Posted in Academia, American, Culture, Reading, Stories by Alex L. on June 8, 2010

Parents, friends, university professors, family members, esteemed colleagues, and new acquaintances: we are gathered here today to answer a very important question. Why did a young man who has been passionate about the study of history his whole life, who has majored in history in college, excelled in its study, and wanted nothing more than to teach and learn about the past for the rest of his life, decide not to go to graduate school?

Let me leave that question hanging in the air of the (empty) auditorium, shrug off the narcissism (it was me speaking about myself, in case anyone had hoped otherwise), and step down from the podium.

The Marketplace of Ideas: Reform and Resistance in the American University by Louis Menand tries to answer the question of how American universities (more specifically, the liberal arts departments of those schools) have become the weird places that they are. For those who pursued a liberal arts education at a large university and don’t agree that they are strange beasts, I present the following observation of Prof.

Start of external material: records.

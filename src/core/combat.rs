//! Shot resolution, per-side hit bookkeeping and sunk-ship detection.

use alloc::vec::Vec;

use super::common::{FireError, ShotOutcome, ShotReport};
use super::config::{FLEET, NUM_SHIPS};
use super::grid::Grid;

/// Hits and sinkings scored by one side against the other side's grid.
#[derive(Debug, Clone, Default, PartialEq, Eq)]
pub struct SideRecord {
    hits: Vec<&'static str>,
    sunk: Vec<&'static str>,
}

impl SideRecord {
    pub fn new() -> Self {
        Self::default()
    }

    /// Hit multiset: one entry per hit on a ship that is not sunk yet.
    pub fn hits(&self) -> &[&'static str] {
        &self.hits
    }

    /// Ships sunk so far, in the order they went down.
    pub fn sunk(&self) -> &[&'static str] {
        &self.sunk
    }

    /// Number of recorded hits against `name`.
    pub fn hit_count(&self, name: &str) -> usize {
        self.hits.iter().filter(|&&h| h == name).count()
    }

    pub fn has_sunk(&self, name: &str) -> bool {
        self.sunk.iter().any(|&s| s == name)
    }

    /// The entire fleet has been sunk.
    pub fn is_victorious(&self) -> bool {
        self.sunk.len() >= NUM_SHIPS
    }

    /// Record a hit and return the ship it sank, if any.
    fn record_hit(&mut self, name: &'static str) -> Option<&'static str> {
        self.hits.push(name);
        let mut sunk_now = None;
        for def in FLEET.iter() {
            if !self.has_sunk(def.name()) && self.hit_count(def.name()) == def.length() {
                self.sunk.push(def.name());
                self.hits.retain(|&h| h != def.name());
                sunk_now = Some(def.name());
            }
        }
        sunk_now
    }
}

/// Fire at `cell` on `target`, crediting any hit to `record`.
///
/// Repeated shots and out-of-range cells are rejected without touching
/// the grid or the record.
pub fn fire(target: &mut Grid, cell: usize, record: &mut SideRecord) -> Result<ShotReport, FireError> {
    let occupant = match target.cell(cell) {
        None => return Err(FireError::InvalidCell),
        Some(c) if c.is_struck() => return Err(FireError::RepeatedShot),
        Some(c) => c.occupant(),
    };
    target.strike(cell);

    let (outcome, sunk) = match occupant {
        Some(name) => (ShotOutcome::Hit, record.record_hit(name)),
        None => (ShotOutcome::Miss, None),
    };

    Ok(ShotReport {
        cell,
        outcome,
        sunk,
        victory: record.is_victorious(),
    })
}

#[cfg(test)]
mod tests {
    use super::*;
    use crate::core::placement::place_ship;
    use crate::core::ship::Orientation;

    #[test]
    fn sinking_clears_only_that_ship() {
        let mut grid = Grid::new();
        place_ship(&mut grid, FLEET[0], 0, Orientation::Horizontal).unwrap();
        place_ship(&mut grid, FLEET[1], 10, Orientation::Horizontal).unwrap();
        let mut record = SideRecord::new();

        fire(&mut grid, 10, &mut record).unwrap();
        fire(&mut grid, 0, &mut record).unwrap();
        let report = fire(&mut grid, 1, &mut record).unwrap();

        assert_eq!(report.sunk, Some("destroyer"));
        assert_eq!(record.hits(), ["submarine"]);
        assert_eq!(record.sunk(), ["destroyer"]);
        assert!(!report.victory);
    }
}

Menand’s:

It takes three years to become a lawyer. It takes four years to become a doctor. But it takes from six to nine years, and sometimes longer, to be eligible to teach poetry to college students for a living. (157)

Why? Menand, in his insightful book, answers the How? by tracing the history of the modern American university from its roots in the late-nineteenth century orientation toward research, through its gargantuan growth during the Cold War with the help of government funding, through the turbulent decades of the late-twentieth century and their epistemological crises (what are we doing this for? why are we here? and what right do we have?), to the current university that we see today.

But . . . Why? Why must a student devote nine years of his life to learn to think and talk in narrow ways, and then spend the rest of his life educating the public whose instincts (for better or worse, but usually for the better) cringe at the sound and sight of this narrowness? (more…)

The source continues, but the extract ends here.